Instructor: Ronald Ginsberg

A Eco 330 (Class # 1189 or # 1192 or # 1242)
Economics of Development (3)
Introduction to the analysis of economic growth and development. Historical, descriptive, and analytical approaches to the problems of fostering economic growth. Consideration of alternative theories of the causes and problems of underdevelopment. A ECO 330Z is the writing intensive version of A ECO 330;  only one may be taken for credit. Prerequisite(s):  A ECO 110 and 111.
Instructor: Sandwip Das



A Eng 200 (Class # 1255)/
A Lin 200 (Class # 1256)

Structure of English Words (3)
Introduction to the structure of English words, including the most common Greek and Latin base forms, and the way in which related words are derived. Students may expect to achieve a significant enrichment in their own vocabulary, while learning about the etymology, semantic change and rules of English word formation. Only one version of A ENG200 or A LIN200 may be taken for credit.
Instructor: Lee Bickmore

A Eng 359 (Class # 1200)
Studies in Narrative (3)

Examination of narrative forms with an emphasis upon prose fiction. Topics to be discussed may include, among others: forms of fiction, theories of narrative; narrative in the fine arts, including film; cultural narratives. May be repeated once for credit when content varies.
Instructor: Jill Hanifan

Globalization Studies and Geography

A Glo 305 (Class # 1201)
Topics in Globalization Studies: Leadership in a Modern, Global Society (3)

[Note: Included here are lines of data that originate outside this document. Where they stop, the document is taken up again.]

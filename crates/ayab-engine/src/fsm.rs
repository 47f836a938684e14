//! `KnitFsm`: the state machine driving one serial link through
//! `Setup → Init → WaitForInit → Start → Operate → Finished`. One
//! `step_at` call handles at most one inbound message so a driving loop
//! stays a thin `while let Running = fsm.step()? {}`.

use std::time::{Duration, Instant};

use ayab_image::PatternBuffer;
use ayab_machine::{Config, Geometry};
use ayab_protocol::{DeviceMessage, HostMessage};

use crate::progress::ProgressSink;
use crate::serial::SerialLink;
use crate::EngineError;

const EXPECTED_API: u8 = 5;
const REQ_INFO_RETRY: Duration = Duration::from_secs(5);

#[derive(Debug, Clone, Copy, PartialEq, Eq)]
enum KnitState {
    Setup,
    Init { since: Instant },
    WaitForInit,
    Start,
    Operate {
        line_block: u32,
        former_request: Option<u8>,
    },
    Finished { ok: bool },
}

#[derive(Debug, Clone, Copy, PartialEq, Eq)]
pub enum FsmOutcome {
    Running,
    Finished { ok: bool },
    Cancelled,
}

pub struct KnitFsm {
    config: Config,
    pattern: PatternBuffer,
    geometry: Geometry,
    link: Box<dyn SerialLink>,
    sink: Box<dyn ProgressSink>,
    state: KnitState,
    cancel_requested: bool,
    inf_repeat_count: u32,
    last_absolute_line: Option<u64>,
    done: bool,
}

impl KnitFsm {
    /// Construct a ready-to-run FSM. `config` and `pattern` must already
    /// have passed validation; that happens one layer up so the FSM itself
    /// never has to report `InvalidSettings`.
    pub fn new(
        config: Config,
        pattern: PatternBuffer,
        link: Box<dyn SerialLink>,
        sink: Box<dyn ProgressSink>,
    ) -> Self {
        let geometry = config.geometry(pattern.width as u16);
        Self {
            config,
            pattern,
            geometry,
            link,
            sink,
            state: KnitState::Setup,
            cancel_requested: false,
            inf_repeat_count: 0,
            last_absolute_line: None,
            done: false,
        }
    }

    /// Request cancellation; takes effect on the next `step`/`step_at` call,
    /// checked at the top of each call before any message is read.
    pub fn request_cancel(&mut self) {
        self.cancel_requested = true;
    }

    pub fn inf_repeat_count(&self) -> u32 {
        self.inf_repeat_count
    }

    /// The most recent `line_block·256 + n` planned against, useful for
    /// asserting line order is monotone — not observable from the wire
    /// alone, since `cnfLine` only ever echoes the 8-bit `n`.
    pub fn last_absolute_line(&self) -> Option<u64> {
        self.last_absolute_line
    }

    pub fn step(&mut self) -> Result<FsmOutcome, EngineError> {
        self.step_at(Instant::now())
    }

    /// Same as [`KnitFsm::step`] but with an injected clock, so re-send
    /// timeout behavior is testable without sleeping.
    pub fn step_at(&mut self, now: Instant) -> Result<FsmOutcome, EngineError> {
        if self.done {
            return Ok(match self.state {
                KnitState::Finished { ok } => FsmOutcome::Finished { ok },
                _ => FsmOutcome::Finished { ok: false },
            });
        }

        if self.cancel_requested {
            self.sink.notify("cancelled".to_string());
            let _ = self.link.close();
            self.sink.finished(false);
            self.state = KnitState::Finished { ok: false };
            self.done = true;
            return Ok(FsmOutcome::Cancelled);
        }

        // Setup has nothing to read yet — the device stays silent until it
        // sees reqInfo, so popping a message here would desync every
        // subsequent state by one.
        if let KnitState::Setup = self.state {
            self.link.write_message(&HostMessage::ReqInfo.encode())?;
            self.state = KnitState::Init { since: now };
            return Ok(FsmOutcome::Running);
        }

        let device_msg = match self.link.read_message(Duration::from_millis(0))? {
            Some(bytes) => Some(DeviceMessage::parse(&bytes)?),
            None => None,
        };

        // indState is observed in every state without affecting it, so the
        // progress sink stays current regardless of where the FSM is.
        if let Some(DeviceMessage::IndState {
            hall_l,
            hall_r,
            carriage_type,
            carriage_pos,
            ..
        }) = &device_msg
        {
            self.sink.update_status(format!(
                "hall_l={hall_l} hall_r={hall_r} carriage_type={carriage_type:?} carriage_pos={carriage_pos}"
            ));
        }

        let current = self.state;
        match current {
            KnitState::Setup => unreachable!("Setup is handled above before any message is read"),

            KnitState::Init { since } => {
                match device_msg {
                    Some(DeviceMessage::CnfInfo { api, .. }) => {
                        if api == EXPECTED_API {
                            self.state = KnitState::WaitForInit;
                        } else {
                            return self.fail(EngineError::WrongApi {
                                expected: EXPECTED_API,
                                got: api,
                            });
                        }
                    }
                    Some(_) => {}
                    None => {
                        if now.duration_since(since) >= REQ_INFO_RETRY {
                            self.link.write_message(&HostMessage::ReqInfo.encode())?;
                            self.state = KnitState::Init { since: now };
                        }
                    }
                }
                Ok(FsmOutcome::Running)
            }

            KnitState::WaitForInit => {
                if let Some(DeviceMessage::IndState { ready, .. }) = device_msg {
                    if ready {
                        self.link.write_message(
                            &HostMessage::ReqStart {
                                knit_start_needle: self.config.knit_start_needle as u8,
                                knit_stop_needle: self.config.knit_stop_needle as u8,
                                continuous_reporting: self.config.continuous_reporting,
                            }
                            .encode(),
                        )?;
                        self.state = KnitState::Start;
                    }
                }
                Ok(FsmOutcome::Running)
            }

            KnitState::Start => {
                match device_msg {
                    Some(DeviceMessage::CnfStart { ok: true }) => {
                        self.state = KnitState::Operate {
                            line_block: 0,
                            former_request: None,
                        };
                    }
                    Some(DeviceMessage::CnfStart { ok: false }) => {
                        return self.fail(EngineError::DeviceNotReady);
                    }
                    _ => {}
                }
                Ok(FsmOutcome::Running)
            }

            KnitState::Operate {
                mut line_block,
                former_request,
            } => {
                if let Some(DeviceMessage::ReqLine { line_number: n }) = device_msg {
                    if former_request == Some(255) && n == 0 {
                        line_block += 1;
                    }
                    let absolute = 256u64
                        .checked_mul(line_block as u64)
                        .and_then(|base| base.checked_add(n as u64))
                        .ok_or(EngineError::LineOutOfRange(n))?;
                    self.last_absolute_line = Some(absolute);

                    let plan = ayab_planner::plan(
                        absolute,
                        self.config.mode,
                        self.config.num_colors,
                        self.config.start_row,
                        self.pattern.height,
                        self.pattern.expanded_len(),
                        self.config.inf_repeat,
                    );
                    let frame = ayab_planner::LineEncoder::encode(
                        &plan,
                        self.config.mode,
                        self.config.num_colors,
                        self.config.machine,
                        self.geometry,
                        &self.pattern,
                    );

                    let last_line = plan.last && !self.config.inf_repeat;
                    self.link.write_message(
                        &HostMessage::CnfLine {
                            line_number: n,
                            frame: *frame.as_bytes(),
                            last_line,
                            blank: plan.blank,
                            color: plan.color,
                        }
                        .encode(),
                    )?;

                    self.sink.update_color(plan.color);
                    self.sink.update_progress(
                        plan.img_row,
                        self.pattern.height,
                        self.inf_repeat_count,
                    );

                    self.state = KnitState::Operate {
                        line_block,
                        former_request: Some(n),
                    };

                    if plan.last {
                        if self.config.inf_repeat {
                            self.inf_repeat_count += 1;
                        } else {
                            let _ = self.link.close();
                            self.sink.finished(true);
                            self.state = KnitState::Finished { ok: true };
                            self.done = true;
                            return Ok(FsmOutcome::Finished { ok: true });
                        }
                    }
                }
                Ok(FsmOutcome::Running)
            }

            KnitState::Finished { ok } => {
                self.done = true;
                Ok(FsmOutcome::Finished { ok })
            }
        }
    }

    fn fail(&mut self, err: EngineError) -> Result<FsmOutcome, EngineError> {
        self.sink.notify(err.to_string());
        let _ = self.link.close();
        self.sink.finished(false);
        self.state = KnitState::Finished { ok: false };
        self.done = true;
        Err(err)
    }
}
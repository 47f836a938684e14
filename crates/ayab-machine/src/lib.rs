//! Machine geometry, knitting modes and job configuration.
//!
//! This crate has no knowledge of images, serial wire formats or the
//! driving state machine; it only answers the question "given this
//! configuration, where do needles live and how many passes does a mode
//! need per image row".

use thiserror::Error;

/// A flat-bed knitting machine. Only the needle width is configurable; the
/// engine does not support machines other than a 200-needle bed with an
/// optional ribber.
#[derive(Debug, Clone, Copy, PartialEq, Eq)]
pub struct Machine {
    pub width: u16,
}

impl Default for Machine {
    fn default() -> Self {
        Self { width: 200 }
    }
}

impl Machine {
    pub const fn new(width: u16) -> Self {
        Self { width }
    }

    pub const fn needle_count(&self) -> u16 {
        self.width
    }
}

/// Position of the (possibly narrower) pattern within the knit window.
#[derive(Debug, Clone, Copy, PartialEq, Eq)]
pub enum Alignment {
    Left,
    Center,
    Right,
}

/// Knitting mode: encodes how image rows are interleaved into physical
/// carriage passes. Per-mode line formulas live in `ayab-planner`; this enum
/// only carries the mode-level facts every other component needs (valid
/// color counts, passes per row, flanking behavior).
#[derive(Debug, Clone, Copy, PartialEq, Eq)]
pub enum KnittingMode {
    Singlebed,
    ClassicRibber,
    MiddleColorsTwiceRibber,
    HeartOfPlutoRibber,
    CircularRibber,
}

impl KnittingMode {
    /// Number of physical carriage passes consumed per image row.
    pub fn row_multiplier(&self, num_colors: u8) -> u32 {
        match self {
            KnittingMode::Singlebed => 1,
            KnittingMode::ClassicRibber if num_colors == 2 => 2,
            KnittingMode::ClassicRibber => 2 * num_colors as u32,
            KnittingMode::MiddleColorsTwiceRibber | KnittingMode::HeartOfPlutoRibber => {
                2 * num_colors as u32 - 2
            }
            KnittingMode::CircularRibber => 2 * num_colors as u32,
        }
    }

    /// Whether `num_colors` is an admissible color count for this mode.
    pub fn valid_color_count(&self, num_colors: u8) -> bool {
        match self {
            KnittingMode::Singlebed | KnittingMode::CircularRibber => num_colors == 2,
            _ => (2..=6).contains(&num_colors),
        }
    }

    /// Whether the pass for `color` (out of `num_colors`) is the ribber
    /// "solid" pass that must fill needles outside the pattern window.
    pub fn flanking_needles(&self, color: u8, num_colors: u8) -> bool {
        match self {
            KnittingMode::ClassicRibber => color == 0,
            KnittingMode::MiddleColorsTwiceRibber | KnittingMode::HeartOfPlutoRibber => {
                color == num_colors.saturating_sub(1)
            }
            KnittingMode::Singlebed | KnittingMode::CircularRibber => false,
        }
    }
}

/// The needle window computed once per configuration.
#[derive(Debug, Clone, Copy, PartialEq, Eq)]
pub struct Geometry {
    pub pat_start_needle: i32,
    pub start_needle: u16,
    pub end_needle: u16,
    pub start_pixel: u16,
    pub end_pixel: u16,
}

impl Geometry {
    /// Compute the needle window for a pattern of `pat_width` pixels,
    /// aligned within `[knit_start, knit_stop]` on `machine`.
    pub fn compute(
        machine: Machine,
        pat_width: u16,
        alignment: Alignment,
        knit_start_needle: u16,
        knit_stop_needle: u16,
    ) -> Self {
        let needle_width = knit_stop_needle as i32 - knit_start_needle as i32 + 1;
        let pat_start_needle = match alignment {
            Alignment::Center => {
                knit_start_needle as i32 + (needle_width - pat_width as i32 + 1).div_euclid(2)
            }
            Alignment::Left => knit_start_needle as i32,
            Alignment::Right => knit_stop_needle as i32 - pat_width as i32 + 1,
        };

        let start_needle = pat_start_needle.max(0) as u16;
        let end_needle = ((pat_start_needle + pat_width as i32).max(0) as u32)
            .min(machine.width as u32) as u16;
        let start_pixel = (start_needle as i32 - pat_start_needle).max(0) as u16;
        let end_pixel = (end_needle as i32 - pat_start_needle).max(0) as u16;

        Self {
            pat_start_needle,
            start_needle,
            end_needle,
            start_pixel,
            end_pixel,
        }
    }
}

/// Validated, immutable job configuration. Built once from raw option
/// values by [`Config::validate`]; the engine never mutates a `Config` in
/// place, rebuilding it wholesale on any setting change instead.
#[derive(Debug, Clone, PartialEq, Eq)]
pub struct Config {
    pub machine: Machine,
    pub num_colors: u8,
    pub start_row: u32,
    pub mode: KnittingMode,
    pub inf_repeat: bool,
    pub continuous_reporting: bool,
    pub alignment: Alignment,
    pub knit_start_needle: u16,
    pub knit_stop_needle: u16,
    pub port: String,
}

#[derive(Debug, Error, Clone, PartialEq, Eq)]
pub enum ConfigError {
    #[error("num_colors {0} out of range [2,6]")]
    NumColorsOutOfRange(u8),
    #[error("mode {mode:?} does not accept {num_colors} colors")]
    ModeColorMismatch { mode: KnittingMode, num_colors: u8 },
    #[error(
        "knit window invalid: start {start} must be < stop {stop} < machine width {width}"
    )]
    InvalidKnitWindow { start: u16, stop: u16, width: u16 },
    #[error("port must not be empty")]
    EmptyPort,
}

impl Config {
    /// Validate raw option values, returning the immutable record used for
    /// the rest of the job.
    #[allow(clippy::too_many_arguments)]
    pub fn validate(
        machine: Machine,
        num_colors: u8,
        start_row: u32,
        mode: KnittingMode,
        inf_repeat: bool,
        continuous_reporting: bool,
        alignment: Alignment,
        knit_start_needle: u16,
        knit_stop_needle: u16,
        port: String,
    ) -> Result<Self, ConfigError> {
        if !(2..=6).contains(&num_colors) {
            return Err(ConfigError::NumColorsOutOfRange(num_colors));
        }
        if !mode.valid_color_count(num_colors) {
            return Err(ConfigError::ModeColorMismatch { mode, num_colors });
        }
        let window_valid = knit_start_needle < knit_stop_needle
            && knit_stop_needle <= machine.width.saturating_sub(1);
        if !window_valid {
            return Err(ConfigError::InvalidKnitWindow {
                start: knit_start_needle,
                stop: knit_stop_needle,
                width: machine.width,
            });
        }
        if port.is_empty() {
            return Err(ConfigError::EmptyPort);
        }

        Ok(Self {
            machine,
            num_colors,
            start_row,
            mode,
            inf_repeat,
            continuous_reporting,
            alignment,
            knit_start_needle,
            knit_stop_needle,
            port,
        })
    }

    pub fn geometry(&self, pat_width: u16) -> Geometry {
        Geometry::compute(
            self.machine,
            pat_width,
            self.alignment,
            self.knit_start_needle,
            self.knit_stop_needle,
        )
    }
}

#[cfg(test)]
mod tests {
    use super::*;

    fn valid_args(mode: KnittingMode, num_colors: u8) -> Config {
        Config::validate(
            Machine::default(),
            num_colors,
            0,
            mode,
            false,
            false,
            Alignment::Center,
            0,
            199,
            "Simulation".to_string(),
        )
        .unwrap()
    }

    #[test]
    fn singlebed_rejects_wrong_color_count() {
        let err = Config::validate(
            Machine::default(),
            3,
            0,
            KnittingMode::Singlebed,
            false,
            false,
            Alignment::Center,
            0,
            199,
            "Simulation".to_string(),
        )
        .unwrap_err();
        assert_eq!(
            err,
            ConfigError::ModeColorMismatch {
                mode: KnittingMode::Singlebed,
                num_colors: 3
            }
        );
    }

    #[test]
    fn circular_rejects_wrong_color_count() {
        let err = Config::validate(
            Machine::default(),
            3,
            0,
            KnittingMode::CircularRibber,
            false,
            false,
            Alignment::Center,
            0,
            199,
            "Simulation".to_string(),
        )
        .unwrap_err();
        assert!(matches!(err, ConfigError::ModeColorMismatch { .. }));
    }

    #[test]
    fn classic_ribber_accepts_multicolor() {
        let cfg = valid_args(KnittingMode::ClassicRibber, 4);
        assert_eq!(cfg.num_colors, 4);
    }

    #[test]
    fn rejects_inverted_knit_window() {
        let err = Config::validate(
            Machine::default(),
            2,
            0,
            KnittingMode::Singlebed,
            false,
            false,
            Alignment::Center,
            150,
            100,
            "Simulation".to_string(),
        )
        .unwrap_err();
        assert!(matches!(err, ConfigError::InvalidKnitWindow { .. }));
    }

    #[test]
    fn rejects_empty_port() {
        let err = Config::validate(
            Machine::default(),
            2,
            0,
            KnittingMode::Singlebed,
            false,
            false,
            Alignment::Center,
            0,
            199,
            String::new(),
        )
        .unwrap_err();
        assert_eq!(err, ConfigError::EmptyPort);
    }

    #[test]
    fn geometry_center_4px_on_200_width() {
        // S1: 4-pixel pattern centered on a 200-needle bed knit 0..199.
        let geo = Geometry::compute(Machine::default(), 4, Alignment::Center, 0, 199);
        assert_eq!(geo.start_needle, 98);
        assert_eq!(geo.end_needle, 102);
        assert_eq!(geo.start_pixel, 0);
        assert_eq!(geo.end_pixel, 4);
    }

    #[test]
    fn geometry_round_trip_all_alignments() {
        for alignment in [Alignment::Left, Alignment::Center, Alignment::Right] {
            for pat_width in 1..=200u16 {
                let geo = Geometry::compute(Machine::default(), pat_width, alignment, 0, 199);
                assert_eq!(geo.start_pixel as i32, geo.start_needle as i32 - geo.pat_start_needle);
                assert_eq!(geo.end_pixel as i32, geo.end_needle as i32 - geo.pat_start_needle);
            }
        }
    }

    #[test]
    fn row_multiplier_matches_mode() {
        assert_eq!(KnittingMode::Singlebed.row_multiplier(2), 1);
        assert_eq!(KnittingMode::ClassicRibber.row_multiplier(2), 2);
        assert_eq!(KnittingMode::ClassicRibber.row_multiplier(3), 6);
        assert_eq!(KnittingMode::MiddleColorsTwiceRibber.row_multiplier(3), 4);
        assert_eq!(KnittingMode::HeartOfPlutoRibber.row_multiplier(4), 6);
        assert_eq!(KnittingMode::CircularRibber.row_multiplier(2), 4);
    }
}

In a 21st century society, how leadership is defined and practiced has expanded considerably. Frist, this course explores leadership through surveying major leadership principles and theories, such as transformational, servant, relational, and complexity leadership frameworks. Additionally, the course investigates key dimensions of culture and how they impact leadership practices around the world. With this foundation, students will examine contemporary leaders in an international context, including the conventional and unconventional, both overseas and in the U.S. Students will have an opportunity to engage in both individual and group activities, including case studies, journal reflections, and building and applying to themselves a meaningful leadership concept map.
Instructor: Michael Elliott

A Glo 363 (Class # 1257)/
A Gog 250 (Class # 1258)
Latin American and Caribbean Perspectives on Globalization (3)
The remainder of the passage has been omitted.